# Vittoria Open Corsa Evo CX and EVO II CX



## teddyuk (Dec 1, 2012)

Vittoria Open Corsa Evo CX and EVO II CX? Any differences between the two.. i can't find online anyone.

Thanks


----------



## Special Eyes (Feb 2, 2011)

I think there is no difference, although the packaging and or marketing may be slightly different.


----------



## teddyuk (Dec 1, 2012)

On the web people speak always about Open Corsa EVO CX... then when it is the moment to look for it a "II" version appears.... this make me so confused


----------



## Mike T. (Feb 3, 2004)

teddyuk said:


> On the web people speak always about Open Corsa EVO CX... then when it is the moment to look for it a "II" version appears.... this make me so confused


The Open Corsa EVO CX is my tire of choice but as I have a stock of them I haven't taken too much notice of them in a while. But I did notice that my supply place - Ribble in the UK - was out of stock of most sizes recently (all they have is 650x20). So it made me wonder if the Open Corsa EVO CX was being superseded by a new model. Maybe the "II" version is it. They're not showing it yet.


----------



## Boltman76 (Sep 18, 2011)

My understanding is that the Open Corsa Evo CX was a 290 tpi tire and when Vittoria moved to a 320 tpi tire it became the Open Corsa CX II. Not sure if there were any other differences between models other than the change in tpi. Vittoria has recently come out with an Open Corsa CX III model. The 320 tpi casing remains the same but they changed the rubber compound to something they are calling Isogrip. Supposedly longer lasting and grippier than the compound used on the CX II. Also on the colored tires, they moved the colored area from the tread to the sidewall.

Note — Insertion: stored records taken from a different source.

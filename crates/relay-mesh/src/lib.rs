//! CPU meshing: primitive variants, aggregate buffers, and the world builder.
//!
//! The renderer and the model loader live behind the [`RenderBackend`] and
//! [`MeshSource`] traits; this crate never touches a device or a file format.
#![forbid(unsafe_code)]

pub mod buffer;
pub mod builder;
pub mod library;
pub mod source;

pub use buffer::{MeshBuf, Vertex};
pub use builder::{RenderBackend, WIRE_CENTER, rebuild};
pub use library::{LibraryError, Primitive, PrimitiveLibrary};
pub use source::{MeshSource, MeshSourceError, Triangle};
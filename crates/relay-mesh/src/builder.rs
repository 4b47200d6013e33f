//! Whole-world mesh assembly from the registry and the primitive library.

use relay_blocks::{BlockKind, BlockRegistry, Direction};
use relay_geom::Vec3;

use crate::buffer::MeshBuf;
use crate::library::PrimitiveLibrary;

/// Primitive used for a wire with no connected neighbors.
pub const WIRE_CENTER: &str = "wire_center";

/// Receives the rebuilt buffers. The device side (upload, draw) lives behind
/// this trait.
pub trait RenderBackend {
    fn upload(&mut self, mesh: &MeshBuf);
}

/// Regenerates the world mesh from scratch into `out`.
///
/// Wires grow one connector stub per occupied axis neighbor, oriented toward
/// that neighbor, or a single center piece when isolated. Gates emit one
/// variant chosen by the opposite of their stored facing, so the front face
/// looks back along the facing axis.
pub fn rebuild(reg: &BlockRegistry, lib: &PrimitiveLibrary, out: &mut MeshBuf) {
    out.clear_keep_capacity();
    for ((x, y, z), block) in reg.iter() {
        let offset = Vec3::new(x as f32, y as f32, z as f32);
        match block.kind {
            BlockKind::Wire => {
                let mut connected = false;
                for dir in Direction::ALL {
                    let (dx, dy, dz) = dir.delta();
                    if reg.exists((x + dx, y + dy, z + dz)) {
                        append_variant(out, lib, BlockKind::Wire.name(), dir, offset);
                        connected = true;
                    }
                }
                if !connected {
                    append_variant(out, lib, WIRE_CENTER, Direction::PosX, offset);
                }
            }
            kind => append_variant(out, lib, kind.name(), block.facing.opposite(), offset),
        }
    }
    log::debug!(
        target: "mesh",
        "rebuilt world mesh: {} blocks -> {} vertices, {} indices",
        reg.len(),
        out.vertex_count(),
        out.index_count()
    );
}

fn append_variant(
    out: &mut MeshBuf,
    lib: &PrimitiveLibrary,
    name: &str,
    dir: Direction,
    offset: Vec3,
) {
    match lib.variant(name, dir) {
        Some((verts, idx)) => out.append_offset(verts, idx, offset),
        // Load-set validation at startup makes this unreachable in the binary.
        None => log::warn!(target: "mesh", "no primitive '{}' loaded; block skipped", name),
    }
}
//! Input-derived intents, logged under the `events` target.

use relay_blocks::BlockKind;

#[derive(Clone, Copy, Debug, PartialEq)]
pub enum Intent {
    Look { yaw: f32, pitch: f32 },
    Move { forward: f32, strafe: f32, ascend: f32, run: bool },
    SelectKind(BlockKind),
    PlaceRequested(BlockKind),
    RemoveRequested,
}

pub fn log_intent(frame: u64, intent: &Intent) {
    match intent {
        Intent::Look { yaw, pitch } => {
            log::trace!(target: "events", "[frame {}] Look yaw={:.3} pitch={:.3}", frame, yaw, pitch);
        }
        Intent::Move {
            forward,
            strafe,
            ascend,
            run,
        } => {
            log::trace!(
                target: "events",
                "[frame {}] Move fwd={:.2} strafe={:.2} ascend={:.2} run={}",
                frame,
                forward,
                strafe,
                ascend,
                run
            );
        }
        Intent::SelectKind(kind) => {
            log::info!(target: "events", "[frame {}] SelectKind {:?}", frame, kind);
        }
        Intent::PlaceRequested(kind) => {
            log::info!(target: "events", "[frame {}] PlaceRequested {:?}", frame, kind);
        }
        Intent::RemoveRequested => {
            log::info!(target: "events", "[frame {}] RemoveRequested", frame);
        }
    }
}
use proptest::prelude::*;
use relay_collide::{DEFAULT_BUFFER, resolve};
use relay_geom::{Aabb, Vec3};

fn arb_vec3(range: std::ops::Range<f32>) -> impl Strategy<Value = Vec3> {
    (range.clone(), range.clone(), range).prop_map(|(x, y, z)| Vec3::new(x, y, z))
}

fn arb_box() -> impl Strategy<Value = Aabb> {
    (arb_vec3(-4.0..4.0), arb_vec3(0.1..2.0))
        .prop_map(|(min, size)| Aabb::new(min, min + size))
}

proptest! {
    // Resolution may translate the moving box but never resizes it.
    #[test]
    fn extent_is_preserved(a in arb_box(), b in arb_box(), v in arb_vec3(-3.0..3.0)) {
        let mut moved = a;
        let mut vel = v;
        resolve(&mut moved, &b, &mut vel, DEFAULT_BUFFER);
        let e0 = a.max - a.min;
        let e1 = moved.max - moved.min;
        prop_assert!((e0 - e1).length() < 1e-4);
    }

    // At most one velocity component changes, and a changed one is zeroed.
    #[test]
    fn at_most_one_axis_corrected(a in arb_box(), b in arb_box(), v in arb_vec3(-3.0..3.0)) {
        let mut moved = a;
        let mut vel = v;
        let fired = resolve(&mut moved, &b, &mut vel, DEFAULT_BUFFER);
        let changed = [
            (vel.x != v.x, vel.x),
            (vel.y != v.y, vel.y),
            (vel.z != v.z, vel.z),
        ];
        let n = changed.iter().filter(|(c, _)| *c).count();
        prop_assert!(n <= 1);
        prop_assert_eq!(fired, n == 1);
        for (c, now) in changed {
            if c {
                prop_assert_eq!(now, 0.0);
            }
        }
    }

    // A fired correction leaves the boxes separated on the corrected axis.
    #[test]
    fn correction_separates_the_boxes(a in arb_box(), b in arb_box(), v in arb_vec3(-3.0..3.0)) {
        let mut moved = a;
        let mut vel = v;
        if resolve(&mut moved, &b, &mut vel, DEFAULT_BUFFER) {
            let apart_x = moved.max.x <= b.min.x || moved.min.x >= b.max.x;
            let apart_y = moved.max.y <= b.min.y || moved.min.y >= b.max.y;
            let apart_z = moved.max.z <= b.min.z || moved.min.z >= b.max.z;
            prop_assert!(apart_x || apart_y || apart_z);
        }
    }
}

Don't know what year they changed from Open Corsa CX to Open Corsa CX II, but I do know that the Open Corsa CX III model was released in the last year or so. I don't have any experience with any of the tires so I can't comment on how the different models ride/perform.


----------



## Mike T. (Feb 3, 2004)

Boltman76 said:


> My understanding is that the Open Corsa Evo CX was a 290 tpi tire and when Vittoria moved to a 320 tpi tire it became the Open Corsa CX II. Not sure if there were any other differences between models other than the change in tpi. Vittoria has recently come out with an Open Corsa CX III model. The 320 tpi casing remains the same but they changed the rubber compound to something they are calling Isogrip. Supposedly longer lasting and grippier than the compound used on the CX II. Also on the colored tires, they moved the colored area from the tread to the sidewall.
> 
> Don't know what year they changed from Open Corsa CX to Open Corsa CX II, but I do know that the Open Corsa CX III model was released in the last year or so. I don't have any experience with any of the tires so I can't comment on how the different models ride/perform.


I just took a look at my boxes of Open Corsa EVO CX. I've had them sine late 2012. In one place on the box is says *"Open Corsa EVO CX II"* (on the label end). Three other places on the box just say Open Corsa EVO CX. And they are 320tpi. The place where I got them - Ribble - does not mention II in their ad.

Vittoria Open Corsa EvoCX(320Tpi) Tyre, Vittoria, Vittoria TYRES ROAD/TRI/TRACK FOLDING


----------



## Boltman76 (Sep 18, 2011)

Here's a good example of what I mean. At Wiggle they still have all 3 models for sale.

Open Corsa CX: Wiggle | Vittoria Open Corsa Evo CX Tyre 2008 | Road Race Tyres
Notice in the specs the 290 tpi

Open Corsa CX II: Wiggle | Vittoria Open Corsa Evo CX Clincher Tyre | Road Race Tyres
320 tpi

Open Corsa CX III: Wiggle | Vittoria Corsa CX Open Clincher Road Tyre | Road Race Tyres
320 tpi and Isogrip

It seems to be very confusing since not every retailer uses the II or III designation. A lot of online retailers in the US seem to use the II vs III.


----------



## Blue CheeseHead (Jul 14, 2008)

It certainly is weird. 

I know with the Open Pave' they went from black/green/black to green/black/green when going from II to III.


----------



## teddyuk (Dec 1, 2012)

I was asking it at the begining because I ordered from planet-x the Evo CX. Let's see what I will receive


----------



## teddyuk (Dec 1, 2012)

Any differences regarding puncture protection?


----------



## Boltman76 (Sep 18, 2011)

teddyuk said:


> Any differences regarding puncture protection?


I believe all of the 320 tpi Open Corsa CX tires have the same puncture protection belt, called PRB 2.0. So theoretically it should be the same.


----------



## teddyuk (Dec 1, 2012)

I received the tire today, and it is the same as the EVO II CX: 

Max PSI Ratings: 115/145
Weight: 210
Puncture Protection: PRB®
Threads Per Inch: 320

Paid £27.99 with free shipment (UK)!

Now I will compare it to the Michelin Pro 4 SC that I was using every single day as well as on long distances.


----------



## teddyuk (Dec 1, 2012)

So they ride great... But I had my first puncture after 21 miles (caused by a glass)!

I can't beleive it!

https://www.dropbox.com/s/8gktayzm3v19739/Photo%2023-07-2013%2010%2015%2024.jpg


----------